PROMPT:
Every record is to be restated exactly, with nothing left out.

AVAILABLE RECORDS:
BEGIN
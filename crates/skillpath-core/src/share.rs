//! Sharing a learning path
//!
//! A path is shared through the Web Share API when the browser has it.
//! Otherwise the link is written to the clipboard and, if that fails, shown
//! in a prompt so the user can copy it by hand.

/// Title passed to the Web Share API.
pub const SHARE_TITLE: &str = "Check out my learning path!";

/// Toast shown after the link was copied.
pub const COPIED_MESSAGE: &str = "Link copied to clipboard!";

/// Text of the fallback prompt.
pub const PROMPT_MESSAGE: &str = "Copy this link to share:";

/// Public URL of a learning path.
///
/// ```
/// use skillpath_core::share::share_url;
///
/// assert_eq!(share_url("https://paths.example/", "42"), "https://paths.example/path/42");
/// ```
pub fn share_url(origin: &str, path_id: &str) -> String {
	format!("{}/path/{}", origin.trim_end_matches('/'), path_id)
}

/// One way of handing a link to the user.
#[derive(Debug, Clone, Copy, PartialEq, Eq)]
pub enum ShareStep {
	/// `navigator.share`.
	WebShare,
	/// `navigator.clipboard.writeText`.
	Clipboard,
	/// `window.prompt` with the link preselected.
	Prompt,
}

impl ShareStep {
	/// First step to try.
	pub fn first(web_share_available: bool) -> Self {
		if web_share_available {
			Self::WebShare
		} else {
			Self::Clipboard
		}
	}

	/// Step to try after this one failed.
	///
	/// A rejected Web Share means the user dismissed the sheet, so nothing
	/// else is tried.
	pub fn fallback(self) -> Option<Self> {
		match self {
			Self::Clipboard => Some(Self::Prompt),
			Self::WebShare | Self::Prompt => None,
		}
	}
}

/// A pending share of one path.
#[derive(Debug, Clone, PartialEq, Eq)]
pub struct ShareRequest {
	/// Title for the share sheet.
	pub title: &'static str,
	/// Link being shared.
	pub url: String,
	/// First step the browser layer should attempt.
	pub step: ShareStep,
}

#[cfg(test)]
mod tests {
	use super::*;
	use rstest::rstest;

	#[rstest]
	#[case("https://example.com", "abc", "https://example.com/path/abc")]
	#[case("http://localhost:5000/", "7", "http://localhost:5000/path/7")]
	fn test_share_url(#[case] origin: &str, #[case] id: &str, #[case] expected: &str) {
		assert_eq!(share_url(origin, id), expected);
	}

	#[rstest]
	fn test_fallback_chain() {
		assert_eq!(ShareStep::first(true), ShareStep::WebShare);
		assert_eq!(ShareStep::first(false), ShareStep::Clipboard);
		assert_eq!(ShareStep::WebShare.fallback(), None);
		assert_eq!(ShareStep::Clipboard.fallback(), Some(ShareStep::Prompt));
		assert_eq!(ShareStep::Prompt.fallback(), None);
	}
}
END
EXERCISE OUTPUT:
filename crates/skillpath-core/src/share.rs
//! Sharing a learning path
//!
//! A path is shared through the Web Share API when the browser has it.
//! Otherwise the link is written to the clipboard and, if that fails, shown
//! in a prompt so the user can copy it by hand.

/// Title passed to the Web Share API.
pub const SHARE_TITLE: &str = "Check out my learning path!";

/// Toast shown after the link was copied.
pub const COPIED_MESSAGE: &str = "Link copied to clipboard!";

/// Text of the fallback prompt.
pub const PROMPT_MESSAGE: &str = "Copy this link to share:";

/// Public URL of a learning path.
///
/// ```
/// use skillpath_core::share::share_url;
///
/// assert_eq!(share_url("https://paths.example/", "42"), "https://paths.example/path/42");
/// ```
pub fn share_url(origin: &str, path_id: &str) -> String {
	format!("{}/path/{}", origin.trim_end_matches('/'), path_id)
}

/// One way of handing a link to the user.
#[derive(Debug, Clone, Copy, PartialEq, Eq)]
pub enum ShareStep {
	/// `navigator.share`.
	WebShare,
	/// `navigator.clipboard.writeText`.
	Clipboard,
	/// `window.prompt` with the link preselected.
	Prompt,
}

impl ShareStep {
	/// First step to try.
	pub fn first(web_share_available: bool) -> Self {
		if web_share_available {
			Self::WebShare
		} else {
			Self::Clipboard
		}
	}

	/// Step to try after this one failed.
	///
	/// A rejected Web Share means the user dismissed the sheet, so nothing
	/// else is tried.
	pub fn fallback(self) -> Option<Self> {
		match self {
			Self::Clipboard => Some(Self::Prompt),
			Self::WebShare | Self::Prompt => None,
		}
	}
}

/// A pending share of one path.
#[derive(Debug, Clone, PartialEq, Eq)]
pub struct ShareRequest {
	/// Title for the share sheet.
	pub title: &'static str,
	/// Link being shared.
	pub url: String,
	/// First step the browser layer should attempt.
	pub step: ShareStep,
}

#[cfg(test)]
mod tests {
	use super::*;
	use rstest::rstest;

	#[rstest]
	#[case("https://example.com", "abc", "https://example.com/path/abc")]
	#[case("http://localhost:5000/", "7", "http://localhost:5000/path/7")]
	fn test_share_url(#[case] origin: &str, #[case] id: &str, #[case] expected: &str) {
		assert_eq!(share_url(origin, id), expected);
	}

	#[rstest]
	fn test_fallback_chain() {
		assert_eq!(ShareStep::first(true), ShareStep::WebShare);
		assert_eq!(ShareStep::first(false), ShareStep::Clipboard);
		assert_eq!(ShareStep::WebShare.fallback(), None);
		assert_eq!(ShareStep::Clipboard.fallback(), Some(ShareStep::Prompt));
		assert_eq!(ShareStep::Prompt.fallback(), None);
	}
}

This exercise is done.